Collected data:
*** Block opens ***

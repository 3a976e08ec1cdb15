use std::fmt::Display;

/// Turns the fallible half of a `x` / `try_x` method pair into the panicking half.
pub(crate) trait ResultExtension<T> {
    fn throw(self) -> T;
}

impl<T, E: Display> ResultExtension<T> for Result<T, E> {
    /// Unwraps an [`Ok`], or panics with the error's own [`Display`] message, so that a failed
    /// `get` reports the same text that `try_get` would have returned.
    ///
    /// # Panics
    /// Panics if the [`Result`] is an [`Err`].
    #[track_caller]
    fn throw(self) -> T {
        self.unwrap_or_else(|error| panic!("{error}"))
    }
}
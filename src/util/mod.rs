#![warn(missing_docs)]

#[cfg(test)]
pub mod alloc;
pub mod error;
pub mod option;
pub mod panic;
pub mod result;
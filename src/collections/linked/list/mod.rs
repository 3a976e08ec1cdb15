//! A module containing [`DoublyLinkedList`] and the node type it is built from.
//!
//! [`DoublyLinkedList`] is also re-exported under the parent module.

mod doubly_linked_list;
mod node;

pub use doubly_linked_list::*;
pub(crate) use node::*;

*** Block closes ***
*** Block opens ***

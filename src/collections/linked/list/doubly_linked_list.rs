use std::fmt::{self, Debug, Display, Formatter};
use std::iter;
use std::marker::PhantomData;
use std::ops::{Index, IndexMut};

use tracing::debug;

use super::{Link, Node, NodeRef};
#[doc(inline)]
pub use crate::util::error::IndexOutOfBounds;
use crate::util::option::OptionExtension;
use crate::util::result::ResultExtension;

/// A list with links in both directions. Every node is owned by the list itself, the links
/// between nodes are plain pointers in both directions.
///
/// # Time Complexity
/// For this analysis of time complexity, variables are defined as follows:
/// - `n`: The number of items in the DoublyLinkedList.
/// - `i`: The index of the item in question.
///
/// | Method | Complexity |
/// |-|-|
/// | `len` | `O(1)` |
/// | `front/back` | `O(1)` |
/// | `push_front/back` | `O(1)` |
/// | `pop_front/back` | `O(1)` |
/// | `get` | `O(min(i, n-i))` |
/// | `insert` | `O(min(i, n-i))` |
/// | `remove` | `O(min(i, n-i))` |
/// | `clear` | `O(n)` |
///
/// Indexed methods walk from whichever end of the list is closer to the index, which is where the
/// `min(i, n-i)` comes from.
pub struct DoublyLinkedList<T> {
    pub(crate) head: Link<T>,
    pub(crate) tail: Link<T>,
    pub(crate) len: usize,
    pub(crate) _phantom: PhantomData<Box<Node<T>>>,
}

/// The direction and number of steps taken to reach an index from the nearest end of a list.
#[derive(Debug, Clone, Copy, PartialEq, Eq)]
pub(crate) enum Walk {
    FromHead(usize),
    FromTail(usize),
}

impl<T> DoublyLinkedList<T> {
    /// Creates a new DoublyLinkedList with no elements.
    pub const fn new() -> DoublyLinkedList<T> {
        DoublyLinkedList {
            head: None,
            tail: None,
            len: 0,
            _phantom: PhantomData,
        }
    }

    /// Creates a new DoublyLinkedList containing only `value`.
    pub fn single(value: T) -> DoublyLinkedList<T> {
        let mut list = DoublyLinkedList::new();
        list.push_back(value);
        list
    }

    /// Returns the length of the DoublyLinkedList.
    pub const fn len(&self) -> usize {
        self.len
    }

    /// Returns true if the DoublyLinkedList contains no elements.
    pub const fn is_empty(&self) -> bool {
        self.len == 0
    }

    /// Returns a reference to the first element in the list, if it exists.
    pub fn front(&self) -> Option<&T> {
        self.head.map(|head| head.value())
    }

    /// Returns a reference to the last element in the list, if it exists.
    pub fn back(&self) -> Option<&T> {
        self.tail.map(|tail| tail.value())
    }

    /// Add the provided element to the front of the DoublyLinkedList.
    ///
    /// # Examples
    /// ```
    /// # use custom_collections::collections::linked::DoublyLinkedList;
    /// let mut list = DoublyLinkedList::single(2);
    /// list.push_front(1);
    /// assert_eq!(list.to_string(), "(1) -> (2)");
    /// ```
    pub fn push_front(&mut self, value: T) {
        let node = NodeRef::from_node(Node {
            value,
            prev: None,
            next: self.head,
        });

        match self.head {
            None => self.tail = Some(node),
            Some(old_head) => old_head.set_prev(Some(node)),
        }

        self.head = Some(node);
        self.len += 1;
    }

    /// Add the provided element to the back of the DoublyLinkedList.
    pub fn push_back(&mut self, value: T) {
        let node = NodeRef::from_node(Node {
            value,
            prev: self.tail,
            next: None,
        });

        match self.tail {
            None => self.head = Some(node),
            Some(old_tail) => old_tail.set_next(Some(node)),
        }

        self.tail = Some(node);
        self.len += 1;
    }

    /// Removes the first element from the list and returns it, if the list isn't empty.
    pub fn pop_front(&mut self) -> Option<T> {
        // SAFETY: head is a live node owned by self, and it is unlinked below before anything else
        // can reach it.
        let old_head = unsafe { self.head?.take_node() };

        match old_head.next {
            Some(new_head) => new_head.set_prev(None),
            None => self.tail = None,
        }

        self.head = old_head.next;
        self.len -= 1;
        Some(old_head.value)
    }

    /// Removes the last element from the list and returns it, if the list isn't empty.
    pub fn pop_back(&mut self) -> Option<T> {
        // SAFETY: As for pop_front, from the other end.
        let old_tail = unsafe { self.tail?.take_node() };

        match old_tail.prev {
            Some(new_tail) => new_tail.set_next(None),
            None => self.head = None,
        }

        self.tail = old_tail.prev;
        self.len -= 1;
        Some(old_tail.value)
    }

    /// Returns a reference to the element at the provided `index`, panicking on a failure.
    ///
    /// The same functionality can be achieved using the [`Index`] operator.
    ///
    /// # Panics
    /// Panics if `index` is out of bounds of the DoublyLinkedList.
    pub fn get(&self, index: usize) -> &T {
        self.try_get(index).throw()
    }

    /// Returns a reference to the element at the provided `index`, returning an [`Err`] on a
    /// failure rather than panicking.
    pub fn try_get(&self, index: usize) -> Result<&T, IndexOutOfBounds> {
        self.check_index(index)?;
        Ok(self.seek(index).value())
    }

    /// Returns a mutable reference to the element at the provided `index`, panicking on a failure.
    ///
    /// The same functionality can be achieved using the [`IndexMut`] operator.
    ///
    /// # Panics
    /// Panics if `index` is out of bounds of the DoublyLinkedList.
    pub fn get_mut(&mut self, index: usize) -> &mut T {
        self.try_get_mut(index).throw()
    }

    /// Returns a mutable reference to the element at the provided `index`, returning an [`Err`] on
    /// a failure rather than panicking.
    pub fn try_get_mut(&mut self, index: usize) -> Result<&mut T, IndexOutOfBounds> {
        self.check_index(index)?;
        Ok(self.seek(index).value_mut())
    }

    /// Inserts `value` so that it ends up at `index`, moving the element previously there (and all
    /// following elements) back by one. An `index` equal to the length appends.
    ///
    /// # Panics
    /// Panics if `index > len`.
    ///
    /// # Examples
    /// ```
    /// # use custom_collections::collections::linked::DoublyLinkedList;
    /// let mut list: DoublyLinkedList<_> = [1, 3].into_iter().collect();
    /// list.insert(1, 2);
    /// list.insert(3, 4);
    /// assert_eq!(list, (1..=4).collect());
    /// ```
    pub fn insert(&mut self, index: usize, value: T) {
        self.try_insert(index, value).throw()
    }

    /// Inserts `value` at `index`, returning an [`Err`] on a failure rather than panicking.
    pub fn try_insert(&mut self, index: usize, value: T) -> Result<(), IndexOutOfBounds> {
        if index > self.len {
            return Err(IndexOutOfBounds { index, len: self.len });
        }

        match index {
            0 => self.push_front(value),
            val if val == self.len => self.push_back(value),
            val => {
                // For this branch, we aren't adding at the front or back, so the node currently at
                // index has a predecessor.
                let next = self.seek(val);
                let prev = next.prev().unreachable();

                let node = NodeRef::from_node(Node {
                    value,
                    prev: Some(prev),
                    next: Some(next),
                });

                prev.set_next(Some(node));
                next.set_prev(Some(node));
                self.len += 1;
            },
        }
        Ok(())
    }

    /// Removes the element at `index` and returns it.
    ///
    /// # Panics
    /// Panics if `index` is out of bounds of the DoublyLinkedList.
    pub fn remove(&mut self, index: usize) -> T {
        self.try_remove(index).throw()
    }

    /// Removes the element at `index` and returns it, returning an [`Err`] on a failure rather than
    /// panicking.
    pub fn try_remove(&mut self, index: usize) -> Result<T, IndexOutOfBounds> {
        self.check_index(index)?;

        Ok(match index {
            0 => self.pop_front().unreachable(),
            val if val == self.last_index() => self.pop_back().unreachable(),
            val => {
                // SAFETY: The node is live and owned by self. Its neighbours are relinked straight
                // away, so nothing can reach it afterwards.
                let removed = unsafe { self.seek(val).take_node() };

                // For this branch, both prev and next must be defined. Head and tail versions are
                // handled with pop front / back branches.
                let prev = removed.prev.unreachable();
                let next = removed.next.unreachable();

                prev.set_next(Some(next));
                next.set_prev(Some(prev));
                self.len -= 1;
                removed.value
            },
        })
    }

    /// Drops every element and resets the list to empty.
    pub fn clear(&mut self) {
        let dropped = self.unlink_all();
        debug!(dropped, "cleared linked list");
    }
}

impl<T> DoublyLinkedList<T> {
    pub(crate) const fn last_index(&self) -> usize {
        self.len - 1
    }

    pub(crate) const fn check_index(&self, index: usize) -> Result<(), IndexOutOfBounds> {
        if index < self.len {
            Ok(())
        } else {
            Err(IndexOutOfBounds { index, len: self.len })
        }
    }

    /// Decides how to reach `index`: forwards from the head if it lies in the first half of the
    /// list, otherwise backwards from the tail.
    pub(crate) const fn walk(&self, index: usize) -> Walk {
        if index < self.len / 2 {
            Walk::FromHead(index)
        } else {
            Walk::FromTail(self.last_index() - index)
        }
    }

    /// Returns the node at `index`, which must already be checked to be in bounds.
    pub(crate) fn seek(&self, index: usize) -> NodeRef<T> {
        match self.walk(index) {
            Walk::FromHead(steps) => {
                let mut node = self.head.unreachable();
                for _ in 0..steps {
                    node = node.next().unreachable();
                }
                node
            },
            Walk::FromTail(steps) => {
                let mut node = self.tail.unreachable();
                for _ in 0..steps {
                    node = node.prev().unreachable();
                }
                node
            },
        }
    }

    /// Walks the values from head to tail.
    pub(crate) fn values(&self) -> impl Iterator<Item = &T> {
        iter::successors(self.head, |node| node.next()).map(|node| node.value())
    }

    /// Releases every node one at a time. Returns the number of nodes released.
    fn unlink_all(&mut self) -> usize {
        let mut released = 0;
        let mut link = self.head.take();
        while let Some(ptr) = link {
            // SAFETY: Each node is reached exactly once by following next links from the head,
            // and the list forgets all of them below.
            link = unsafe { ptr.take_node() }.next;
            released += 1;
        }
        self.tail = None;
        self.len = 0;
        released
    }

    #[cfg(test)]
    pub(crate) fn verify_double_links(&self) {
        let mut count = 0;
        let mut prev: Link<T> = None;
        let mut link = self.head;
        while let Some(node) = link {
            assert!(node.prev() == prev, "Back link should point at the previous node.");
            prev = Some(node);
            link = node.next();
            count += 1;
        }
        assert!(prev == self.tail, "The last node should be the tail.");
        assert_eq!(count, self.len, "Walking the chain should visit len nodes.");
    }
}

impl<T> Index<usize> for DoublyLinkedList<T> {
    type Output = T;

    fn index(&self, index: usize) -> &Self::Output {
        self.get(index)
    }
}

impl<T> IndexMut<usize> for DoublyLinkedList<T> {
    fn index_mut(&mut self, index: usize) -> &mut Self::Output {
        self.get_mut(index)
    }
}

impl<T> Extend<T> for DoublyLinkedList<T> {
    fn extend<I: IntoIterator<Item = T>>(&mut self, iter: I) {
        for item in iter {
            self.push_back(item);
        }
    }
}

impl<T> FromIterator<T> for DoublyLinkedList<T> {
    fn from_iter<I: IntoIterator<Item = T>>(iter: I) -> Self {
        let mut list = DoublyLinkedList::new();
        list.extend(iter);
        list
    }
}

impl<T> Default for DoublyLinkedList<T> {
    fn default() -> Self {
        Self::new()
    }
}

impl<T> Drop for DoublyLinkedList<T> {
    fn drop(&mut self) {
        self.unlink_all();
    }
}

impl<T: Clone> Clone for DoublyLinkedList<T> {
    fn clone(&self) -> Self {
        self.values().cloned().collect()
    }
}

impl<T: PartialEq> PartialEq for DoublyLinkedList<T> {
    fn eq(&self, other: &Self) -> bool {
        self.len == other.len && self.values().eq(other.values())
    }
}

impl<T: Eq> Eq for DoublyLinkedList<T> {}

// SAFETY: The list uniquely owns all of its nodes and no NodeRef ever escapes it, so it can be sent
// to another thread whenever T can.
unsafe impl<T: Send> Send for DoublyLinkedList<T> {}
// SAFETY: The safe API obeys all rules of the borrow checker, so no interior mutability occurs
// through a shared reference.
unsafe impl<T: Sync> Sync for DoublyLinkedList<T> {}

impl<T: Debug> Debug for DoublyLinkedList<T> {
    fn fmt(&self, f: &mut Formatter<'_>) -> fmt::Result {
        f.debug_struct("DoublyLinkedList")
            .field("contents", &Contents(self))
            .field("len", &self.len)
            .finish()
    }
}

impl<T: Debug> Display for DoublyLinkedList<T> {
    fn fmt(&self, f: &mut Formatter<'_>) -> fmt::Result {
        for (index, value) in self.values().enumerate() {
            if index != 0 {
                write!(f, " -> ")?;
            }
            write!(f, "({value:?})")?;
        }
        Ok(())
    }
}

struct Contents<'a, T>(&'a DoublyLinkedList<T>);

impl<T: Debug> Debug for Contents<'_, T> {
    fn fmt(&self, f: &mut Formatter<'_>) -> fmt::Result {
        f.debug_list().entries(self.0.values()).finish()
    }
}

*** Block closes ***
*** Block opens ***

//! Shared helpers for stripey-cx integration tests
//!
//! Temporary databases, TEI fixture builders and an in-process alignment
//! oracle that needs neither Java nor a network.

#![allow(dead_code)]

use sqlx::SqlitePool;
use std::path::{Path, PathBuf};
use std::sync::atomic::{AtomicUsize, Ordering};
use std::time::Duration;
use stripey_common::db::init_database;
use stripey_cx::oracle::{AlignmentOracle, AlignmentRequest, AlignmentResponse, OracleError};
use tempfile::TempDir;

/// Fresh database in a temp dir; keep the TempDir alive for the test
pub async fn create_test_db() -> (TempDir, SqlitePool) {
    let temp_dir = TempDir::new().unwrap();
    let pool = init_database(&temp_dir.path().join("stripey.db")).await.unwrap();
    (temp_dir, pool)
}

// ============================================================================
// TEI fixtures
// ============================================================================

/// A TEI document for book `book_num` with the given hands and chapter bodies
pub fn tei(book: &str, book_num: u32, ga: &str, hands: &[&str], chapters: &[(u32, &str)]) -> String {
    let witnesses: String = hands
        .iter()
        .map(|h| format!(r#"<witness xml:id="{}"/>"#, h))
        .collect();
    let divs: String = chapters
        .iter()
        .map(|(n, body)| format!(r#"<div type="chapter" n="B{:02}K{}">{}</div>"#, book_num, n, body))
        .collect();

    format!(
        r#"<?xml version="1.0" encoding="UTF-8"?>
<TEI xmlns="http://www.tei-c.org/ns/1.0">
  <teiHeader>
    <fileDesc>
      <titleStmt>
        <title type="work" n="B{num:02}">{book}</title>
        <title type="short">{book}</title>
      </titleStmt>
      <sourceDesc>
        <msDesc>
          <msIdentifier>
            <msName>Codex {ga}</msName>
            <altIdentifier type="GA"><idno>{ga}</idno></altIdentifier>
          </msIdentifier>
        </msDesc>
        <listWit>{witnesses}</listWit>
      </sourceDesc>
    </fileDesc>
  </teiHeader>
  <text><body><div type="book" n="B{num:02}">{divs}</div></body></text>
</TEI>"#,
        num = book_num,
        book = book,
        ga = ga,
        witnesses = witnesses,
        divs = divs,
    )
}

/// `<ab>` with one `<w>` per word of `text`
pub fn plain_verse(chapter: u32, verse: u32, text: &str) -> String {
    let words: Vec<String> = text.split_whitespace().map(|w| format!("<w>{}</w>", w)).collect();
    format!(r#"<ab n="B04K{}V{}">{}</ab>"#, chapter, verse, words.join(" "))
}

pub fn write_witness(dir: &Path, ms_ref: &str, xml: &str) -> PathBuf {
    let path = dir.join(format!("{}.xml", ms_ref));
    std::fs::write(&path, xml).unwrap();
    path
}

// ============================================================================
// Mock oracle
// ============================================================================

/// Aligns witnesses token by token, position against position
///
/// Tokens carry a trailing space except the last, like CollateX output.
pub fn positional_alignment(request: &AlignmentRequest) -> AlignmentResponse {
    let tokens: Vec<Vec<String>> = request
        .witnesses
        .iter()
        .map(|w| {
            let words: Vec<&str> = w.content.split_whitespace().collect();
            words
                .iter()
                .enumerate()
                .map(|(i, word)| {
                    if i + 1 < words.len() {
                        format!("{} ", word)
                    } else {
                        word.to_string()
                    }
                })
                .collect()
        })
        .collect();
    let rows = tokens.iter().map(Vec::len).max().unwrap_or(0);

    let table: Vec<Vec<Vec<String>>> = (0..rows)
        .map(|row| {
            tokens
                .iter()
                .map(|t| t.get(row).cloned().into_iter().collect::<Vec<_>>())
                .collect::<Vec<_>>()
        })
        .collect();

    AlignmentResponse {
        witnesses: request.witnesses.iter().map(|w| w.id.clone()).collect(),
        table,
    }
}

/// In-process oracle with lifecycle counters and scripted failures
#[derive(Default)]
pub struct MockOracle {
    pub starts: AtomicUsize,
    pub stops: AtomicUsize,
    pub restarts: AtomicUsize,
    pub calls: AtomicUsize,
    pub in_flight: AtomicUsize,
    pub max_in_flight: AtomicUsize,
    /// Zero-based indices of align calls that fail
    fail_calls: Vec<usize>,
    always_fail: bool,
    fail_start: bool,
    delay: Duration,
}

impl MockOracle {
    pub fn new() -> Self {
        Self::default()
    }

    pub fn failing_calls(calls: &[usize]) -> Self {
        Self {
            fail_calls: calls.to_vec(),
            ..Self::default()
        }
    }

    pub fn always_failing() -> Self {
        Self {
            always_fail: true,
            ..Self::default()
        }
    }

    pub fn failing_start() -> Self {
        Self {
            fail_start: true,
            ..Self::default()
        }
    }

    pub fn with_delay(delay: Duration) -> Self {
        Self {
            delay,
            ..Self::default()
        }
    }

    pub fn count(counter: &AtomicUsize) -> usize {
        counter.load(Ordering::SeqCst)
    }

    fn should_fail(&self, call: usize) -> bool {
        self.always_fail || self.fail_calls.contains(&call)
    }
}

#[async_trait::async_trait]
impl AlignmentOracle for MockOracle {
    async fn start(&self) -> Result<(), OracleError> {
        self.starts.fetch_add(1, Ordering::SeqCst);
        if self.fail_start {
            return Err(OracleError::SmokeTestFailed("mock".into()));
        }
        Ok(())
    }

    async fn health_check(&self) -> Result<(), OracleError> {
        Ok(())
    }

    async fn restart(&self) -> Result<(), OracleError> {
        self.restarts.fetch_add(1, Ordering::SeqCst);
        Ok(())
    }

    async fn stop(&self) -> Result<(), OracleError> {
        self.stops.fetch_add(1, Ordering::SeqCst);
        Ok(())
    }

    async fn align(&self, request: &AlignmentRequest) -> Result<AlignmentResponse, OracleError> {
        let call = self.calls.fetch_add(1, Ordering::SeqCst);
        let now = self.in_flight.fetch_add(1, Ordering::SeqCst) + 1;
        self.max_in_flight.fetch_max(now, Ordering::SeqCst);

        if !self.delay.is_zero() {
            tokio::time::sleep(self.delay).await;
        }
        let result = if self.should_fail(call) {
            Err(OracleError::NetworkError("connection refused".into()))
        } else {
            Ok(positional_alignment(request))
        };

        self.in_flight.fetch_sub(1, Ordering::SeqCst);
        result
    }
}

*** Block closes ***

ASSIGNED TASK:
Find "filename src/util/mod.rs" in the entries above and copy that whole line exactly, then each line after it through the line that contains "filename src/collections/linked/list/mod.rs".

OUTPUT OF THE TASK:
filename src/util/mod.rs
#![warn(missing_docs)]

#[cfg(test)]
pub mod alloc;
pub mod error;
pub mod option;
pub mod panic;
pub mod result;
filename src/collections/linked/list/mod.rs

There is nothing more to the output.